Only the number is wanted: count the lines in the data with "against" in them.
─── Source data ───
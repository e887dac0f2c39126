//! Inference and SGD benchmark runners
//!
//! Each runner draws fresh uniform `[-1, 1]` weights and inputs per
//! iteration, times `reps` back-to-back calls of every variant, and records
//! the error of the vectorized variants against [`ScalarReference`].
//! Warmup iterations run the same code but are not recorded.

use std::collections::BTreeMap;
use std::hint::black_box;
use std::io::{BufWriter, Write};
use std::path::{Path, PathBuf};
use std::time::Instant;

use rand::{Rng, SeedableRng};
use rand_chacha::ChaCha8Rng;
use serde::{Deserialize, Serialize};

use qlogit_fixed_point::{AlignedVec, Q8_8};
use qlogit_kernels::{sgd_step_q8_8, SigmoidTable, SimdBackend, VectorKernels};

use crate::error::{HarnessError, Result};
use crate::reference::ScalarReference;
use crate::stats::{SampleStats, Speedup};

/// File name of the inference report inside `output_dir`
pub const INFERENCE_REPORT_FILE: &str = "Inference_Benchmark.json";

/// File name of the SGD report inside `output_dir`
pub const SGD_REPORT_FILE: &str = "SGD_Benchmark.json";

/// Benchmark configuration
#[derive(Debug, Clone, Serialize, Deserialize)]
pub struct BenchConfig {
    /// Feature counts to benchmark
    pub feature_sizes: Vec<usize>,
    /// Recorded iterations per feature size
    pub iterations: usize,
    /// Calls per timed measurement
    pub reps: usize,
    /// Iterations excluded from results
    pub warmup: usize,
    /// Learning rate for the SGD runner
    pub learning_rate: f32,
    /// Seed for the input generator
    pub seed: u64,
    /// Directory the JSON reports are written to
    pub output_dir: PathBuf,
}

impl Default for BenchConfig {
    fn default() -> Self {
        Self {
            feature_sizes: vec![32, 64],
            iterations: 100_000,
            reps: 100,
            warmup: 100,
            learning_rate: 0.001,
            seed: 0x5eed,
            output_dir: PathBuf::from("."),
        }
    }
}

impl BenchConfig {
    /// Defaults overridden by `QLOGIT_*` environment variables
    pub fn from_env() -> Self {
        let mut config = Self::default();

        if let Ok(sizes) = std::env::var("QLOGIT_FEATURE_SIZES") {
            let parsed: std::result::Result<Vec<usize>, _> =
                sizes.split(',').map(|s| s.trim().parse()).collect();
            if let Ok(s) = parsed {
                config.feature_sizes = s;
            }
        }

        if let Ok(iterations) = std::env::var("QLOGIT_ITERATIONS") {
            if let Ok(i) = iterations.parse() {
                config.iterations = i;
            }
        }

        if let Ok(reps) = std::env::var("QLOGIT_REPS") {
            if let Ok(r) = reps.parse() {
                config.reps = r;
            }
        }

        if let Ok(warmup) = std::env::var("QLOGIT_WARMUP") {
            if let Ok(w) = warmup.parse() {
                config.warmup = w;
            }
        }

        if let Ok(lr) = std::env::var("QLOGIT_LEARNING_RATE") {
            if let Ok(l) = lr.parse() {
                config.learning_rate = l;
            }
        }

        if let Ok(seed) = std::env::var("QLOGIT_SEED") {
            if let Ok(s) = seed.parse() {
                config.seed = s;
            }
        }

        if let Ok(dir) = std::env::var("QLOGIT_OUTPUT_DIR") {
            config.output_dir = PathBuf::from(dir);
        }

        config
    }

    /// Validate configuration
    pub fn validate(&self) -> Result<()> {
        if self.feature_sizes.is_empty() || self.feature_sizes.contains(&0) {
            return Err(HarnessError::InvalidInput(
                "feature_sizes must be non-empty and positive".into(),
            ));
        }
        if self.iterations == 0 || self.reps == 0 {
            return Err(HarnessError::InvalidInput(format!(
                "iterations ({}) and reps ({}) must be positive",
                self.iterations, self.reps
            )));
        }
        if !self.learning_rate.is_finite() {
            return Err(HarnessError::InvalidInput(format!(
                "learning_rate ({}) must be finite",
                self.learning_rate
            )));
        }
        Ok(())
    }

    fn rng_for(&self, n: usize) -> ChaCha8Rng {
        ChaCha8Rng::seed_from_u64(self.seed ^ (n as u64).rotate_left(32))
    }
}

/// Latency (ns per call), error and speedup figures for one feature size
#[derive(Debug, Clone, Serialize, Deserialize)]
pub struct InferenceReport {
    pub feature_count: usize,
    pub backend: String,
    pub scalar_f32_latency_ns: SampleStats,
    pub vector_f32_latency_ns: SampleStats,
    pub vector_q8_8_latency_ns: SampleStats,
    /// |vector f32 + table sigmoid - scalar reference|
    pub vector_f32_error: SampleStats,
    /// |Q8.8 + table sigmoid - scalar reference|
    pub vector_q8_8_error: SampleStats,
    pub q8_8_vs_scalar: Speedup,
    pub f32_vs_scalar: Speedup,
    pub q8_8_vs_f32: Speedup,
}

/// Latency and weight drift of the vectorized SGD step for one feature size
#[derive(Debug, Clone, Serialize, Deserialize)]
pub struct SgdReport {
    pub feature_count: usize,
    pub backend: String,
    pub scalar_f32_latency_ns: SampleStats,
    pub vector_f32_latency_ns: SampleStats,
    /// Mean |vector weight - scalar weight| after one step
    pub vector_f32_error: SampleStats,
    pub f32_vs_scalar: Speedup,
}

fn summarize(values: &[f64], what: &str) -> Result<SampleStats> {
    SampleStats::from_values(values)
        .ok_or_else(|| HarnessError::InvalidInput(format!("no samples recorded for {what}")))
}

fn fill_uniform(rng: &mut ChaCha8Rng, dst: &mut [f32]) {
    for v in dst.iter_mut() {
        *v = rng.gen_range(-1.0..=1.0);
    }
}

/// Nanoseconds per call of `f`, averaged over `reps` calls
fn time_per_call<F: FnMut()>(reps: usize, mut f: F) -> f64 {
    let start = Instant::now();
    for _ in 0..reps {
        f();
    }
    start.elapsed().as_nanos() as f64 / reps as f64
}

/// Benchmark the three inference paths on `n` features
pub fn run_inference_bench(n: usize, config: &BenchConfig) -> Result<InferenceReport> {
    config.validate()?;
    if n == 0 {
        return Err(HarnessError::InvalidInput("feature count must be positive".into()));
    }

    let backend = SimdBackend::detect();
    let table = SigmoidTable::new();
    let mut rng = config.rng_for(n);

    let mut weights = AlignedVec::<f32>::zeroed(n);
    let mut inputs = AlignedVec::<f32>::zeroed(n);
    let mut weights_q = AlignedVec::<i16>::zeroed(n);
    let mut inputs_q = AlignedVec::<i16>::zeroed(n);

    let mut scalar_latency = Vec::with_capacity(config.iterations);
    let mut f32_latency = Vec::with_capacity(config.iterations);
    let mut q8_8_latency = Vec::with_capacity(config.iterations);
    let mut f32_error = Vec::with_capacity(config.iterations);
    let mut q8_8_error = Vec::with_capacity(config.iterations);

    tracing::debug!(n, %backend, iterations = config.iterations, "Inference benchmark");

    for iteration in 0..config.warmup + config.iterations {
        fill_uniform(&mut rng, &mut weights);
        fill_uniform(&mut rng, &mut inputs);
        backend.quantize(&weights, &mut weights_q);
        backend.quantize(&inputs, &mut inputs_q);

        let scalar_ns = time_per_call(config.reps, || {
            black_box(ScalarReference::predict(black_box(&weights), black_box(&inputs)));
        });
        let f32_ns = time_per_call(config.reps, || {
            let z = backend.dot_f32(black_box(&weights), black_box(&inputs));
            black_box(table.lookup_f32(z));
        });
        let q8_8_ns = time_per_call(config.reps, || {
            let acc = backend.dot_q8_8(black_box(&weights_q), black_box(&inputs_q));
            black_box(table.lookup_q16_16(acc));
        });

        if iteration < config.warmup {
            continue;
        }

        let reference = ScalarReference::predict(&weights, &inputs);
        let f32_result = table.lookup_f32(backend.dot_f32(&weights, &inputs)).to_f32();
        let q8_8_result = table
            .lookup_q16_16(backend.dot_q8_8(&weights_q, &inputs_q))
            .to_f32();

        scalar_latency.push(scalar_ns);
        f32_latency.push(f32_ns);
        q8_8_latency.push(q8_8_ns);
        f32_error.push(f64::from((f32_result - reference).abs()));
        q8_8_error.push(f64::from((q8_8_result - reference).abs()));
    }

    let scalar_f32_latency_ns = summarize(&scalar_latency, "scalar f32 inference")?;
    let vector_f32_latency_ns = summarize(&f32_latency, "vector f32 inference")?;
    let vector_q8_8_latency_ns = summarize(&q8_8_latency, "vector Q8.8 inference")?;

    Ok(InferenceReport {
        feature_count: n,
        backend: backend.to_string(),
        q8_8_vs_scalar: Speedup::from_p95(&vector_q8_8_latency_ns, &scalar_f32_latency_ns),
        f32_vs_scalar: Speedup::from_p95(&vector_f32_latency_ns, &scalar_f32_latency_ns),
        q8_8_vs_f32: Speedup::from_p95(&vector_q8_8_latency_ns, &vector_f32_latency_ns),
        vector_f32_error: summarize(&f32_error, "vector f32 error")?,
        vector_q8_8_error: summarize(&q8_8_error, "vector Q8.8 error")?,
        scalar_f32_latency_ns,
        vector_f32_latency_ns,
        vector_q8_8_latency_ns,
    })
}

/// Benchmark the vectorized SGD step against the scalar one on `n` features.
///
/// The vectorized step receives the prediction as Q8.8, the scalar step as
/// f32, so the recorded drift includes prediction quantization.
pub fn run_sgd_bench(n: usize, config: &BenchConfig) -> Result<SgdReport> {
    config.validate()?;
    if n == 0 {
        return Err(HarnessError::InvalidInput("feature count must be positive".into()));
    }

    let backend = SimdBackend::detect();
    let lr = config.learning_rate;
    let mut rng = config.rng_for(n);

    let mut weights = AlignedVec::<f32>::zeroed(n);
    let mut inputs = AlignedVec::<f32>::zeroed(n);

    let mut scalar_latency = Vec::with_capacity(config.iterations);
    let mut vector_latency = Vec::with_capacity(config.iterations);
    let mut drift = Vec::with_capacity(config.iterations);

    tracing::debug!(n, %backend, iterations = config.iterations, "SGD benchmark");

    for iteration in 0..config.warmup + config.iterations {
        fill_uniform(&mut rng, &mut weights);
        fill_uniform(&mut rng, &mut inputs);
        let label: f32 = rng.gen_range(-1.0..=1.0);
        let prediction: f32 = rng.gen_range(-1.0..=1.0);
        let prediction_q = Q8_8::from_f32(prediction);

        let mut vector_weights = weights.clone();
        let mut scalar_weights = weights.clone();

        let vector_ns = time_per_call(config.reps, || {
            sgd_step_q8_8(&backend, prediction_q, label, &mut vector_weights, black_box(&inputs), lr);
        });
        let scalar_ns = time_per_call(config.reps, || {
            ScalarReference::sgd_step(prediction, label, &mut scalar_weights, black_box(&inputs), lr);
        });
        black_box((&vector_weights, &scalar_weights));

        if iteration < config.warmup {
            continue;
        }

        vector_weights.copy_from_slice(&weights)?;
        scalar_weights.copy_from_slice(&weights)?;
        sgd_step_q8_8(&backend, prediction_q, label, &mut vector_weights, &inputs, lr);
        ScalarReference::sgd_step(prediction, label, &mut scalar_weights, &inputs, lr);

        let sum_abs_diff: f32 = vector_weights
            .iter()
            .zip(scalar_weights.iter())
            .map(|(a, b)| (a - b).abs())
            .sum();

        vector_latency.push(vector_ns);
        scalar_latency.push(scalar_ns);
        drift.push(f64::from(sum_abs_diff / n as f32));
    }

    let scalar_f32_latency_ns = summarize(&scalar_latency, "scalar f32 SGD")?;
    let vector_f32_latency_ns = summarize(&vector_latency, "vector f32 SGD")?;

    Ok(SgdReport {
        feature_count: n,
        backend: backend.to_string(),
        f32_vs_scalar: Speedup::from_p95(&vector_f32_latency_ns, &scalar_f32_latency_ns),
        vector_f32_error: summarize(&drift, "vector f32 SGD drift")?,
        scalar_f32_latency_ns,
        vector_f32_latency_ns,
    })
}

/// Write `reports` as pretty JSON keyed by feature count
pub fn write_json_report<T: Serialize>(path: &Path, reports: &BTreeMap<usize, T>) -> Result<()> {
    let keyed: BTreeMap<String, &T> = reports.iter().map(|(n, r)| (n.to_string(), r)).collect();

    let mut writer = BufWriter::new(std::fs::File::create(path)?);
    serde_json::to_writer_pretty(&mut writer, &keyed)?;
    writer.flush()?;

    tracing::info!(path = %path.display(), sizes = reports.len(), "Wrote benchmark report");
    Ok(())
}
───
### Output below
2